# Rutentransportrohr...jetzt mach ichs mir selbst



## Joka (27. März 2006)

Moin

Hab mir heute mal schnell ein RTR selbst gebaut,und möchte euch mal zeigen was draus geworden ist 

Ab in Baumarkt und ein Abflussrohr,2 Endstücke,1 Verbindungsstück und einen Türhaken gekauft.
Dann brauchte ich noch einen Rolladengurt,Schaumstoff,Silikon und einen Splint....was ich zuhause schon hatte.

Also Rohr auf die gewünschte Länge abgeflext und 2 kleine Schnitte für den Gurt eingebracht.Gurt durchziehen und mit 2 kleinen Schrauben festgeschraubt.
Ok nicht schön aber erfüllt seinen Zweck 

Die beiden Endböden schön dick mit Schaumstoff ausgekleidet und festsilikoniert.
Dann den einen Endboden in das Rohr einstecken und vorher ordentlich Silikon dran #6
Den anderen in das Verbindungsstück(ohne Dichtring) einsetzten und ein Loch komplett durchbohren.
Zum verbinden mit dem Rohr dann auch festkleben mit Silikon.


Zack den Riegel auf die gewünschte Länge abflexen,loch durchbohren und den Splint durch(man kann auch ein kleines Schloß nehmen).

Ein paar Aufkleber drauf und Ready 

Das schöne an dem Haken ist das man nun das RTR auch Platzsparend in die Ecke hängen kann.


----------



## utzel (27. März 2006)

*AW: Rutentransportrohr...jetzt mach ichs mir selbst*

Saubere Arbeit,einfach und schnell aber zweckmäßig.#6 



2 Niederlagen in der Saison und dann noch gegen einen Verein #q hat doch auch was.*Ab jetzt wird aufgeholt!!!!*:q


----------



## Ossipeter (27. März 2006)

*AW: Rutentransportrohr...jetzt mach ichs mir selbst*

Schaut gut aus, brauchen wir auch! Wieviel Ruten passen da rein?


----------



## Allroundangler (27. März 2006)

*AW: Rutentransportrohr...jetzt mach ichs mir selbst*

Servus Peter
Mein Vaddern hat sich ja auch so ein Tranportrohr aus HT-Rohr gebaut.....
So weit ich mich erinnern kann haben wir als wir vor eineinhalb Jahren in Repvag waren glaub ich 6 Ruten da rein gebracht da ging dann allerdings nix mehr :m
Die Möglichkeit der Farbwahl ist ja sogar auch gegeben entweder HT-Rohr grau oder KG-Rohr orange/rot :q :q wies gefällt :m


----------



## Joka (27. März 2006)

*AW: Rutentransportrohr...jetzt mach ichs mir selbst*



			
				Ossipeter schrieb:
			
		

> Schaut gut aus, brauchen wir auch! Wieviel Ruten passen da rein?



Hallo

Ja schätze auch mal Max 6 St,aber kommt wohl auch immer auf die Ruten(Ringe) drauf an.
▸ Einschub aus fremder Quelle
//! Rendering expressions back to text.
//!
//! Output re-parses to an equivalent expression as long as every variable
//! name is one the lexer produces: a single letter followed by optional
//! digits (`a`, `x12`), or a constant. Longer names, such as input labels
//! read back by [`reconstruct`](crate::reconstruct::reconstruct), are written
//! as is, so `AND(ab, c)` prints as `abc` and re-parses as `a*b*c`.
//!
//! Parentheses are inserted only where the parser would otherwise group
//! operands differently:
//!
//! - products are written by juxtaposition (`ab`, `a(b+c)`);
//! - sums use `+`, `^` and `⊙`, and a sum nested in a sum of another
//!   operator is parenthesized, since all three share one precedence level;
//! - negation is postfix, `a'` for atoms and `(ab)'` otherwise;
//! - NAND and NOR are written as a negated product or sum, or, in expanded
//!   mode, distributed over their operands by De Morgan's law.

use std::fmt::{Display, Formatter};

use crate::ast::Expr;
use crate::gate::NaryType;

/// Configuration options for rendering expressions.
#[derive(Debug, Copy, Clone, Default, Eq, PartialEq)]
pub struct FormatConfig {
    /// Write NAND as `a'+b'` and NOR as `a'b'` instead of `(ab)'` and `(a+b)'` (default: false).
    pub expanded: bool,
}

impl FormatConfig {
    pub fn expanded() -> Self {
        Self { expanded: true }
    }
}

/// Renders `expr` as text.
///
/// ```
/// use bool_synth::format::{stringify, FormatConfig};
/// use bool_synth::parser::parse;
///
/// let e = parse("NAND(a, b+c)").unwrap();
/// assert_eq!(stringify(&e, &FormatConfig::default()), "(a(b+c))'");
/// assert_eq!(stringify(&e, &FormatConfig::expanded()), "a'+(b+c)'");
/// ```
pub fn stringify(expr: &Expr, config: &FormatConfig) -> String {
    Renderer { config }.render(expr).text
}

impl Display for Expr {
    fn fmt(&self, f: &mut Formatter<'_>) -> std::fmt::Result {
        f.write_str(&stringify(self, &FormatConfig::default()))
    }
}

/// How tightly a rendered piece binds.
#[derive(Debug, Copy, Clone, Eq, PartialEq)]
enum Binding {
    /// Variable or postfix negation.
    Atom,
    Product,
    Sum(NaryType),
}

struct Piece {
    text: String,
    binding: Binding,
}

impl Piece {
    fn atom(text: String) -> Self {
        Piece {
            text,
            binding: Binding::Atom,
        }
    }

    fn negate(self) -> Self {
        match self.binding {
            Binding::Atom => Piece::atom(self.text + "'"),
            _ => Piece::atom(format!("({})'", self.text)),
        }
    }
}

struct Renderer<'a> {
    config: &'a FormatConfig,
}

impl Renderer<'_> {
    fn render(&self, expr: &Expr) -> Piece {
        match expr {
            Expr::Var(name) => Piece::atom(name.clone()),
            Expr::Not(inner) => self.render(inner).negate(),
            Expr::Nary(t, children) => self.render_gate(*t, children),
        }
    }

    fn render_gate(&self, t: NaryType, children: &[Expr]) -> Piece {
        match children {
            [] => Piece::atom(Expr::constant(t.eval(std::iter::empty())).to_string()),
            [child] if t.is_inverting() => self.render(child).negate(),
            [child] => self.render(child),
            _ => match t {
                NaryType::And => self.product(children.iter().map(|c| self.render(c))),
                NaryType::Or | NaryType::Xor => self.sum(t, children.iter().map(|c| self.render(c))),
                NaryType::Xnor if children.len() == 2 => {
                    self.sum(t, children.iter().map(|c| self.render(c)))
                }
                NaryType::Xnor => self.sum(NaryType::Xor, children.iter().map(|c| self.render(c))).negate(),
                NaryType::Nand if self.config.expanded => {
                    self.sum(NaryType::Or, children.iter().map(|c| self.render_negated(c)))
                }
                NaryType::Nand => self.product(children.iter().map(|c| self.render(c))).negate(),
                NaryType::Nor if self.config.expanded => {
                    self.product(children.iter().map(|c| self.render_negated(c)))
                }
                NaryType::Nor => self.sum(NaryType::Or, children.iter().map(|c| self.render(c))).negate(),
            },
        }
    }

    /// Renders the complement of `expr`, cancelling a double negation.
    fn render_negated(&self, expr: &Expr) -> Piece {
        match expr {
            Expr::Not(inner) => self.render(inner),
            _ => self.render(expr).negate(),
        }
    }

    fn product(&self, pieces: impl Iterator<Item = Piece>) -> Piece {
        let mut text = String::new();
        for piece in pieces {
            let part = match piece.binding {
                Binding::Atom | Binding::Product => piece.text,
                Binding::Sum(_) => format!("({})", piece.text),
            };
            if needs_separator(&text, &part) {
                text.push('*');
            }
            text.push_str(&part);
        }
        Piece {
            text,
            binding: Binding::Product,
        }
    }

    fn sum(&self, t: NaryType, pieces: impl Iterator<Item = Piece>) -> Piece {
        let symbol = match t {
            NaryType::Or => "+",
            NaryType::Xor => "^",
            NaryType::Xnor => "⊙",
            _ => unreachable!("{} is not written as a sum", t),
        };
        let parts: Vec<String> = pieces
            .map(|piece| match piece.binding {
                Binding::Sum(inner) if inner != t => format!("({})", piece.text),
                _ => piece.text,
            })
            .collect();
        Piece {
            text: parts.join(symbol),
            binding: Binding::Sum(t),
        }
    }
}

/// Whether writing `next` right after `prev` would lex differently from the two
/// operands juxtaposed: a name followed by a digit merges into one name, and
/// letters can spell out a gate name (`o` `r` reads as `OR`).
fn needs_separator(prev: &str, next: &str) -> bool {
    let tail: String = {
        let mut tail: Vec<char> = prev.chars().rev().take_while(char::is_ascii_alphanumeric).collect();
        tail.reverse();
        tail.into_iter().collect()
    };
    if tail.is_empty() {
        return false;
    }
    let head: String = next.chars().take_while(char::is_ascii_alphanumeric).collect();
    match head.chars().next() {
        None => false,
        Some(c) if c.is_ascii_digit() => true,
        Some(_) => {
            let run = tail.trim_start_matches(|c: char| c.is_ascii_digit()).to_string() + &head;
            run.parse::<NaryType>().is_ok()
        }
    }
}
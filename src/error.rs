//! Error types for parsing expressions and reconstructing them from circuits.

use std::fmt::{Display, Formatter};

use crate::gate::GateType;

/// Error type for malformed expression text.
#[derive(Debug, Clone, PartialEq, Eq)]
pub enum ParseError {
    /// The input contains no tokens.
    EmptyExpression,
    /// An operator could not find enough operands on the output stack.
    MissingOperand { operator: String },
    /// A `(` without a matching `)`, or the other way around.
    UnbalancedParenthesis,
    /// Function-call syntax with nothing between the parentheses, e.g. `AND()`.
    EmptyArguments { function: String },
    /// Parsing finished with more than one expression left over.
    TrailingInput { roots: usize },
}

impl Display for ParseError {
    fn fmt(&self, f: &mut Formatter<'_>) -> std::fmt::Result {
        match self {
            ParseError::EmptyExpression => write!(f, "Empty expression"),
            ParseError::MissingOperand { operator } => {
                write!(f, "Invalid expression: missing operand for operator {}", operator)
            }
            ParseError::UnbalancedParenthesis => write!(f, "Invalid expression: unbalanced parentheses"),
            ParseError::EmptyArguments { function } => {
                write!(f, "Invalid expression: {}() needs at least one argument", function)
            }
            ParseError::TrailingInput { roots } => {
                write!(f, "Invalid expression at the end: {} expressions left without an operator", roots)
            }
        }
    }
}

impl std::error::Error for ParseError {}

/// Error type for circuits that do not describe an expression.
#[derive(Debug, Clone, PartialEq, Eq)]
pub enum ReconstructError {
    /// The graph has no output node.
    NoOutputNode,
    /// An edge refers to a node id that is not in the graph.
    NodeNotFound(String),
    /// A gate node carries a label that names no known gate.
    UnknownGate { id: String, label: String },
    /// A gate node has an unacceptable number of inputs.
    Arity { id: String, gate: GateType, inputs: usize },
    /// The output node feeds another node.
    OutputAsSource(String),
    /// The node is reachable from itself.
    Cycle(String),
}

impl Display for ReconstructError {
    fn fmt(&self, f: &mut Formatter<'_>) -> std::fmt::Result {
        match self {
            ReconstructError::NoOutputNode => write!(f, "No output node found"),
            ReconstructError::NodeNotFound(id) => write!(f, "Node {} not found", id),
            ReconstructError::UnknownGate { id, label } => {
                write!(f, "Node {} has unknown gate label '{}'", id, label)
            }
            ReconstructError::Arity { id, gate: GateType::Not, inputs } => {
                write!(f, "NOT gate must have exactly one input (node {} has {})", id, inputs)
            }
            ReconstructError::Arity { id, gate, inputs } => {
                write!(f, "{} gate must have at least one input (node {} has {})", gate, id, inputs)
            }
            ReconstructError::OutputAsSource(id) => write!(f, "Output node {} cannot drive another node", id),
            ReconstructError::Cycle(id) => write!(f, "Circuit contains a cycle through node {}", id),
        }
    }
}

impl std::error::Error for ReconstructError {}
Ich hab vohin mal 3 St. genommen und noch in eine Decke eingerollt....passt super und nix wackelt #6


----------



## Nordlichtangler (27. März 2006)

*AW: Rutentransportrohr...jetzt mach ichs mir selbst*



			
				Joka schrieb:
			
		

> Rutentransportrohr...*jetzt mach ichs mir selbst*


*Taaaatttttttttüüüüüüüüüüüüüüüüüttaaaataaaaaaaaaaa!*

Also ne, vorher konntest Du das nicht. |rolleyes
Also sowas dann auch noch öffentlich zu verkünden! #d


----------



## schwedenklausi (27. März 2006)

*AW: Rutentransportrohr...jetzt mach ichs mir selbst*

das teil sieht sehr gut aus!
aber eine Frage :wie schwer ist das rohr ohne inhalt ?
schwedenklausi


----------



## Joka (27. März 2006)

*AW: Rutentransportrohr...jetzt mach ichs mir selbst*

hallo

@ angeldet

also an was du schon wieder denkst...pfui sag ich 

@ klausi

ist nicht schwer....ich würde mal sagen locker unter 500g


----------



## Yupii (28. März 2006)

*AW: Rutentransportrohr...jetzt mach ichs mir selbst*

ich will ja nicht meckern:q

aaaber das Thema hatten wir schon einmal vor einiger Zeit, *nachdem* der Bau in einer Angelzeitung beschrieben worden war#d#d


----------



## Hummer (28. März 2006)

*AW: Rutentransportrohr...jetzt mach ichs mir selbst*

So ein Ding habe ich auch jahrelang für die Flugreise nach Norwegen benutzt. Funktioniert einwandfrei, aber bitte nicht mit Ruten vollstopfen bis nichts mehr geht. Wenn das Rohr mittig belastet wird, starken Vibrationen ausgesetzt ist oder irgendwo herunterfällt, zerbröseln sich die Ruten gegenseitig. Ich packe immer ein paar T-Shirts als Stoßdämpfer zwischen die Ruten.

Kleiner Kritikpunkt: Der Haken könnte sich an anderen Gepäckstücken festhaken. Ich habe das Verschlußstück immer festgetaped.

Inzwischen habe ich ne Bazooka. Die ist noch stabiler, läßt sich in der Länge verstellen und es geht mehr rein. Allerdings wiegt die auch einiges.

Petri

Hummer


----------



## Breamhunter (28. März 2006)

*AW: Rutentransportrohr...jetzt mach ichs mir selbst*



			
				Allroundangler schrieb:
			
		

> Die Möglichkeit der Farbwahl ist ja sogar auch gegeben entweder HT-Rohr grau oder KG-Rohr orange/rot :q :q wies gefällt :m


Ich habe mir auch so ein HT-Rohr gebastelt:m. Würde auch sagen, bei 3 zweitiligen Spinnruten ist Ende der Fahnenstange. Allerdings sind die roten KG-Rohre meines Wissen nach nicht bruchsicher.#c


----------



## Allroundangler (28. März 2006)

*AW: Rutentransportrohr...jetzt mach ichs mir selbst*

@Breamhunter
Kann sein hab ich noch nicht ausprobiert, würde sonst wenns wirklich nicht bruchfest ist Ärger mit meinem Chef bekommen :q :q :m


----------